Professor Alan Woodward has touted the benefits of password managers

numbered key

A computer science professor believes that the best passwords are the ones you can't remember. 

Professor Alan Woodward, from the University of Surrey, told the BBC that making a mistake typing an email address could be like "handing over the keys to your digital life" as valuable data is being put at risk.

Expanding on this, he also said the same was true for passwords, where overly complex combinations often led to errors as people try to create strong passwords to thwart hackers.

"There is plenty of evidence now to show that using any form of a proper word, be it transliterated by replacing 1 with l or 0 with o or whatever it happens to be is subject to cracking simply because so many guesses can be made per second with modern based systems," he told IT Pro.

"And even making your phrase longer doesn't help - there's actually some evidence to suggest that longer phrases make it easier to crack. Hence, a truly random collection of characters is best and you'll never remember those if you have as many accounts as I do, so you have to use a password manager."

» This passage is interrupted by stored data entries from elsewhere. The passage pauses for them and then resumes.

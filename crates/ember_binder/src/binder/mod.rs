//! The binder implementation.
//!
//! A [`Binder`] resolves one lexical unit (a function body, a lambda body,
//! a class or struct body, or the program's global statements) against the
//! scopes of a shared [`BindSession`]. Handles:
//! - Type clause resolution
//! - Member declarations (functions, classes, structs, enums, packages)
//! - Statements, including loop label bookkeeping
//! - Expressions, including casts, calls and access rules
//!
//! User errors never abort binding. They are reported to the session and
//! replaced by error-typed sentinel nodes.

mod expressions;
mod lookup;
mod members;
mod statements;

pub use members::ClassBinding;

use crate::bound::BoundLabel;
use crate::scope::ScopeId;
use crate::session::BindSession;
use crate::symbol::{ClassSymbol, FunctionSymbol, Symbol};
use crate::types::TypeSymbol;
use ember_core::text::TextSpan;
use ember_diagnostics::{DiagnosticMessage, Stage};
use std::sync::Arc;

pub struct Binder<'s> {
    session: &'s mut BindSession,
    /// Innermost scope; declarations go here.
    active_scope: ScopeId,
    /// Enclosing function, if any.
    function: Option<Arc<FunctionSymbol>>,
    /// Enclosing class, if binding a method body.
    class: Option<Arc<ClassSymbol>>,
    label_counter: usize,
    break_labels: Vec<BoundLabel>,
    continue_labels: Vec<BoundLabel>,
    /// Class and struct types visible before their symbols are declared.
    pre_initial_typeset: Option<Vec<TypeSymbol>>,
}

impl<'s> Binder<'s> {
    /// Create a binder with a fresh member scope below `parent`. The
    /// parameters of `function` are declared into it.
    pub fn new(session: &'s mut BindSession, parent: ScopeId, function: Option<Arc<FunctionSymbol>>) -> Self {
        let scope = session.scopes.create(Some(parent));
        if let Some(function) = &function {
            for parameter in &function.parameters {
                session.scopes.try_declare_symbol(scope, Symbol::Variable(Arc::clone(parameter)));
            }
        }
        Self::in_scope(session, scope, function)
    }

    /// Create a binder that declares directly into `scope`.
    pub fn in_scope(session: &'s mut BindSession, scope: ScopeId, function: Option<Arc<FunctionSymbol>>) -> Self {
        Self {
            session,
            active_scope: scope,
            function,
            class: None,
            label_counter: 0,
            break_labels: Vec::new(),
            continue_labels: Vec::new(),
            pre_initial_typeset: None,
        }
    }

    pub fn with_class(mut self, class: Arc<ClassSymbol>) -> Self {
        self.class = Some(class);
        self
    }

    pub fn with_pre_initial_typeset(mut self, typeset: Vec<TypeSymbol>) -> Self {
        self.pre_initial_typeset = Some(typeset);
        self
    }

    pub fn active_scope(&self) -> ScopeId {
        self.active_scope
    }

    pub fn function(&self) -> Option<&Arc<FunctionSymbol>> {
        self.function.as_ref()
    }

    pub fn session(&self) -> &BindSession {
        &*self.session
    }

    // ========================================================================
    // Helpers
    // ========================================================================

    fn report(&mut self, span: TextSpan, message: &DiagnosticMessage, args: &[&str]) {
        tracing::trace!(kind = %message.kind, %span, "binder error");
        self.session.diagnostics.error(Stage::Binder, span, message, args);
    }

    fn push_scope(&mut self) {
        self.active_scope = self.session.scopes.create(Some(self.active_scope));
        tracing::trace!(scope = self.active_scope.index(), "push scope");
    }

    fn pop_scope(&mut self) {
        if let Some(parent) = self.session.scopes.parent(self.active_scope) {
            tracing::trace!(scope = self.active_scope.index(), "pop scope");
            self.active_scope = parent;
        }
    }

    /// Generate and push the `break{n}` / `continue{n}` pair of a new loop.
    pub fn push_labels(&mut self) -> (BoundLabel, BoundLabel) {
        self.label_counter += 1;
        let break_label = BoundLabel::new(format!("break{}", self.label_counter));
        let continue_label = BoundLabel::new(format!("continue{}", self.label_counter));
        tracing::trace!(%break_label, %continue_label, "push labels");
        self.break_labels.push(break_label.clone());
        self.continue_labels.push(continue_label.clone());
        (break_label, continue_label)
    }

    pub fn pop_labels(&mut self) {
        self.break_labels.pop();
        self.continue_labels.pop();
    }

    /// Declare into the active scope.
    fn declare(&mut self, symbol: Symbol) -> bool {
        self.session.scopes.try_declare_symbol(self.active_scope, symbol)
    }

    fn is_binding_class(&self, class: &ClassSymbol) -> bool {
        self.class.as_ref().is_some_and(|c| c.id == class.id)
    }

    /// Whether `function` is the `Constructor` of the class being bound.
    fn is_own_constructor(&self, function: &FunctionSymbol) -> bool {
        function.name == ClassSymbol::CONSTRUCTOR && self.class.as_ref().is_some_and(|c| c.owns(function))
    }
}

An example of incorrectly inputting an email address allowed the BBC to see details of a stranger's credit report. Personal details listed on credit scoring site ClearScore were seen by someone with the same name. One person applied to sign up to the credit service but made a small error entering in their email address, which often doubles as the username.

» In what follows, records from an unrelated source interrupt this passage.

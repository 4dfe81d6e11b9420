//! ember_binder: Semantic binding of Ember syntax trees.
//!
//! The binder resolves names against lexically nested scopes, assigns a
//! type to every expression, checks conversions, operators, calls and
//! access rules, and produces a bound tree. User errors are collected as
//! diagnostics and never stop binding.

pub mod binder;
pub mod bound;
pub mod builtins;
pub mod conversion;
pub mod lowering;
pub mod operators;
pub mod packages;
pub mod program;
pub mod scope;
pub mod session;
pub mod symbol;
pub mod types;

pub use binder::{Binder, ClassBinding};
pub use bound::{BoundBlockStatement, BoundExpression, BoundExpressionKind, BoundLabel, BoundProgram, BoundStatement};
pub use conversion::{classify_conversion, Conversion};
pub use lowering::{IdentityLowerer, Lowerer};
pub use packages::{PackageError, PackageManifest, PackageRegistry, PackageResolver};
pub use program::bind_program;
pub use scope::{ScopeArena, ScopeId};
pub use session::BindSession;
pub use symbol::{Symbol, SymbolKind};
pub use types::{TypeFlags, TypeSymbol};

The slightly incorrect email address actually belonged to someone else, who received an email allowing them to access the account, change details and see a range of personal information, such as date of birth, previous address and historical banking details like credit cards, loans and payments.

After being alerted to the case, a ClearScore spokesman said to the BBC: "When something like this happens, ClearScore makes the worst-case assumption that it is fraud and locks everything down."

The website has a reminder at the sign-up stage urging the applicant to ensure the correct email address is used. There is also information on the site about staying safe from fraud.

Making sure your passwords are strong enough can often be a problem, with people making them either too complex or not unique enough. For Professor Woodward, the best passwords are ones even you can't work out.

"Personally, I think the main issue with passwords is that the best password is the one you can't remember," he added. "In fact, if you tried to beat any of my passwords out of me I couldn't tell you - I do as I recommend and have a password manager. That way I have to remember only one strong password to access the others.

"Using password managers is one of the reasons I implore site operators to allow cut and paste of passwords - making someone manually transcribe a password from a password manager to a site login screen is tedious and adds no security. The more difficult you make it too have strong access control the more likely users will find ways to work around it and essentially circumvent all your lovely strong password protection - we've all seen the sticky notes stuck to screens with the 'strong' password."